#### [Collected data entries]
■ ■ ■ ■ ■
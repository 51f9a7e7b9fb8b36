//! Integration test: report compilation over a seeded store.
//!
//! Verifies that:
//! 1. A failing benchmarks read only affects the benchmarks page (hardcoded rows).
//! 2. Page order, footers, and the insight cap hold.
//! 3. A missing credential still produces the full document with fallback content.

use pulse_core::records::*;
use pulse_core::{
    compile_report, seed, GenerationResult, Insight, InsightGenerator, InsightService,
    InsightSource, LlmConfig, MetricsSource, MetricsStore, ReportContext, StoreError,
    SummaryResult, FALLBACK_SUMMARY,
};
use serde_json::Value;

/// Delegates to the real store except for benchmarks, which always fail.
struct BrokenBenchmarks(MetricsStore);

impl MetricsSource for BrokenBenchmarks {
    fn sales_data(&self, c: &str, p: Option<&str>) -> Result<Option<SalesData>, StoreError> {
        self.0.sales_data(c, p)
    }
    fn funding_health(&self, c: &str, p: Option<&str>) -> Result<Option<FundingHealth>, StoreError> {
        self.0.funding_health(c, p)
    }
    fn fico_distribution(&self, c: &str, p: Option<&str>) -> Result<Vec<FicoDistribution>, StoreError> {
        self.0.fico_distribution(c, p)
    }
    fn loan_amounts(&self, c: &str, p: Option<&str>) -> Result<Option<LoanAmounts>, StoreError> {
        self.0.loan_amounts(c, p)
    }
    fn benchmarks(&self, _c: &str, _p: Option<&str>) -> Result<Vec<Benchmark>, StoreError> {
        Err(StoreError::NotFound("benchmarks tree unavailable".to_string()))
    }
    fn pipeline_stages(&self, c: &str, p: Option<&str>) -> Result<Vec<PipelineStage>, StoreError> {
        self.0.pipeline_stages(c, p)
    }
    fn expiring_loans(&self, c: &str, p: Option<&str>) -> Result<Option<ExpiringLoans>, StoreError> {
        self.0.expiring_loans(c, p)
    }
    fn action_items(&self, c: &str, p: Option<&str>) -> Result<Vec<ActionItem>, StoreError> {
        self.0.action_items(c, p)
    }
    fn customer_feedback(&self, c: &str, p: Option<&str>) -> Result<Option<CustomerFeedback>, StoreError> {
        self.0.customer_feedback(c, p)
    }
    fn feedback_by_touchpoint(&self, c: &str, p: Option<&str>) -> Result<Vec<TouchpointFeedback>, StoreError> {
        self.0.feedback_by_touchpoint(c, p)
    }
}

/// Five insights per section, so the page cap is visible.
struct Chatty;

#[async_trait::async_trait]
impl InsightService for Chatty {
    async fn generate(&self, section: &str, _metrics: &Value) -> GenerationResult {
        GenerationResult::ai(
            (1..=5)
                .map(|i| Insight::new("x", &format!("{section} insight {i}"), "body"))
                .collect(),
        )
    }

    async fn summary(&self, _metrics: &Value) -> SummaryResult {
        SummaryResult {
            summary: "First paragraph.\n\nSecond paragraph.".to_string(),
            source: InsightSource::Ai,
        }
    }
}

fn seeded() -> (MetricsStore, ReportContext, tempfile::TempDir) {
    let dir = tempfile::tempdir().unwrap();
    let store = MetricsStore::open_path(dir.path().join("metrics")).unwrap();
    let contractor = seed(&store).unwrap().contractor;
    let user = store.contractor_user(&contractor.id).unwrap();
    let ctx = ReportContext::new(&contractor, user.as_ref(), Some("2024"));
    (store, ctx, dir)
}

#[tokio::test]
async fn failed_benchmarks_read_uses_hardcoded_rows() {
    let (store, ctx, _dir) = seeded();
    let source = BrokenBenchmarks(store);
    let generator = InsightGenerator::new(None, &LlmConfig::default());

    let report = compile_report(&source, &generator, &ctx).await;
    assert_eq!(report.page_count(), 7);
    assert_eq!(report.degraded, vec!["benchmarks"]);

    let benchmarks = &report.pages[4];
    assert!(benchmarks.contains("Performance Benchmarks"));
    assert!(benchmarks.contains("Referral Conv."));
    assert!(benchmarks.contains("Target Attainment"));
    assert!(!benchmarks.contains("NPS Score"));

    // other pages still use stored data
    assert!(report.pages[2].contains("$2,475,700"));
    assert!(report.pages[3].contains("Good Standing"));
    assert!(report.pages[5].contains("Docs Sent"));
    assert!(report.pages[6].contains("Application & Sales"));
}

#[tokio::test]
async fn pages_are_ordered_and_footed() {
    let (store, ctx, _dir) = seeded();
    let report = compile_report(&store, &Chatty, &ctx).await;

    let titles = [
        "Executive Summary",
        "Sales Performance",
        "Funding Health",
        "Performance Benchmarks",
        "Project Health",
        "Customer Satisfaction",
    ];
    for (i, title) in titles.iter().enumerate() {
        assert!(report.pages[i + 1].starts_with(title), "page {}: {}", i + 1, title);
        assert!(report.pages[i + 1].contains(&format!("Page {} of 6", i + 1)));
    }
    assert!(report.pages[0].contains("Executive Performance Report"));
    assert!(report.pages[0].contains("Prepared for John | Sales Manager"));
    assert!(!report.pages[0].contains("Page "));
    assert!(report.pages[1].contains("Second paragraph."));

    assert!(report.pages[2].contains("sales insight 3"));
    assert!(!report.pages[2].contains("sales insight 4"));
    assert!(report.fallback_sections.is_empty());
    assert_eq!(report.render().matches('\x0c').count(), 6);
}

#[tokio::test]
async fn no_credential_still_produces_full_report() {
    let (store, ctx, _dir) = seeded();
    let generator = InsightGenerator::new(None, &LlmConfig::default());
    let report = compile_report(&store, &generator, &ctx).await;

    assert_eq!(report.page_count(), 7);
    assert_eq!(report.fallback_sections.len(), 5);
    assert_eq!(report.summary_source, InsightSource::Fallback);
    let first_para = FALLBACK_SUMMARY.split("\n\n").next().unwrap();
    assert!(report.pages[1].contains(first_para.trim()));
    assert!(report.pages[3].contains("Pull-Through Gap"));
}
■ ■ ■ ■ ■
#### [WHAT IS NEEDED]
What's needed is a word-for-word restatement of all the entries.

#### [REPLY]
repository 51f9a7e7b9fb8b36
//! Integration test: report compilation over a seeded store.
//!
//! Verifies that:
//! 1. A failing benchmarks read only affects the benchmarks page (hardcoded rows).
//! 2. Page order, footers, and the insight cap hold.
//! 3. A missing credential still produces the full document with fallback content.

use pulse_core::records::*;
use pulse_core::{
    compile_report, seed, GenerationResult, Insight, InsightGenerator, InsightService,
    InsightSource, LlmConfig, MetricsSource, MetricsStore, ReportContext, StoreError,
    SummaryResult, FALLBACK_SUMMARY,
};
use serde_json::Value;

/// Delegates to the real store except for benchmarks, which always fail.
struct BrokenBenchmarks(MetricsStore);

impl MetricsSource for BrokenBenchmarks {
    fn sales_data(&self, c: &str, p: Option<&str>) -> Result<Option<SalesData>, StoreError> {
        self.0.sales_data(c, p)
    }
    fn funding_health(&self, c: &str, p: Option<&str>) -> Result<Option<FundingHealth>, StoreError> {
        self.0.funding_health(c, p)
    }
    fn fico_distribution(&self, c: &str, p: Option<&str>) -> Result<Vec<FicoDistribution>, StoreError> {
        self.0.fico_distribution(c, p)
    }
    fn loan_amounts(&self, c: &str, p: Option<&str>) -> Result<Option<LoanAmounts>, StoreError> {
        self.0.loan_amounts(c, p)
    }
    fn benchmarks(&self, _c: &str, _p: Option<&str>) -> Result<Vec<Benchmark>, StoreError> {
        Err(StoreError::NotFound("benchmarks tree unavailable".to_string()))
    }
    fn pipeline_stages(&self, c: &str, p: Option<&str>) -> Result<Vec<PipelineStage>, StoreError> {
        self.0.pipeline_stages(c, p)
    }
    fn expiring_loans(&self, c: &str, p: Option<&str>) -> Result<Option<ExpiringLoans>, StoreError> {
        self.0.expiring_loans(c, p)
    }
    fn action_items(&self, c: &str, p: Option<&str>) -> Result<Vec<ActionItem>, StoreError> {
        self.0.action_items(c, p)
    }
    fn customer_feedback(&self, c: &str, p: Option<&str>) -> Result<Option<CustomerFeedback>, StoreError> {
        self.0.customer_feedback(c, p)
    }
    fn feedback_by_touchpoint(&self, c: &str, p: Option<&str>) -> Result<Vec<TouchpointFeedback>, StoreError> {
        self.0.feedback_by_touchpoint(c, p)
    }
}

/// Five insights per section, so the page cap is visible.
struct Chatty;

#[async_trait::async_trait]
impl InsightService for Chatty {
    async fn generate(&self, section: &str, _metrics: &Value) -> GenerationResult {
        GenerationResult::ai(
            (1..=5)
                .map(|i| Insight::new("x", &format!("{section} insight {i}"), "body"))
                .collect(),
        )
    }

    async fn summary(&self, _metrics: &Value) -> SummaryResult {
        SummaryResult {
            summary: "First paragraph.\n\nSecond paragraph.".to_string(),
            source: InsightSource::Ai,
        }
    }
}

fn seeded() -> (MetricsStore, ReportContext, tempfile::TempDir) {
    let dir = tempfile::tempdir().unwrap();
    let store = MetricsStore::open_path(dir.path().join("metrics")).unwrap();
    let contractor = seed(&store).unwrap().contractor;
    let user = store.contractor_user(&contractor.id).unwrap();
    let ctx = ReportContext::new(&contractor, user.as_ref(), Some("2024"));
    (store, ctx, dir)
}

#[tokio::test]
async fn failed_benchmarks_read_uses_hardcoded_rows() {
    let (store, ctx, _dir) = seeded();
    let source = BrokenBenchmarks(store);
    let generator = InsightGenerator::new(None, &LlmConfig::default());

    let report = compile_report(&source, &generator, &ctx).await;
    assert_eq!(report.page_count(), 7);
    assert_eq!(report.degraded, vec!["benchmarks"]);

    let benchmarks = &report.pages[4];
    assert!(benchmarks.contains("Performance Benchmarks"));
    assert!(benchmarks.contains("Referral Conv."));
    assert!(benchmarks.contains("Target Attainment"));
    assert!(!benchmarks.contains("NPS Score"));

    // other pages still use stored data
    assert!(report.pages[2].contains("$2,475,700"));
    assert!(report.pages[3].contains("Good Standing"));
    assert!(report.pages[5].contains("Docs Sent"));
    assert!(report.pages[6].contains("Application & Sales"));
}

#[tokio::test]
async fn pages_are_ordered_and_footed() {
    let (store, ctx, _dir) = seeded();
    let report = compile_report(&store, &Chatty, &ctx).await;

    let titles = [
        "Executive Summary",
        "Sales Performance",
        "Funding Health",
        "Performance Benchmarks",
        "Project Health",
        "Customer Satisfaction",
    ];
    for (i, title) in titles.iter().enumerate() {
        assert!(report.pages[i + 1].starts_with(title), "page {}: {}", i + 1, title);
        assert!(report.pages[i + 1].contains(&format!("Page {} of 6", i + 1)));
    }
    assert!(report.pages[0].contains("Executive Performance Report"));
    assert!(report.pages[0].contains("Prepared for John | Sales Manager"));
    assert!(!report.pages[0].contains("Page "));
    assert!(report.pages[1].contains("Second paragraph."));

    assert!(report.pages[2].contains("sales insight 3"));
    assert!(!report.pages[2].contains("sales insight 4"));
    assert!(report.fallback_sections.is_empty());
    assert_eq!(report.render().matches('\x0c').count(), 6);
}

#[tokio::test]
async fn no_credential_still_produces_full_report() {
    let (store, ctx, _dir) = seeded();
    let generator = InsightGenerator::new(None, &LlmConfig::default());
    let report = compile_report(&store, &generator, &ctx).await;

    assert_eq!(report.page_count(), 7);
    assert_eq!(report.fallback_sections.len(), 5);
    assert_eq!(report.summary_source, InsightSource::Fallback);
    let first_para = FALLBACK_SUMMARY.split("\n\n").next().unwrap();
    assert!(report.pages[1].contains(first_para.trim()));
    assert!(report.pages[3].contains("Pull-Through Gap"));
}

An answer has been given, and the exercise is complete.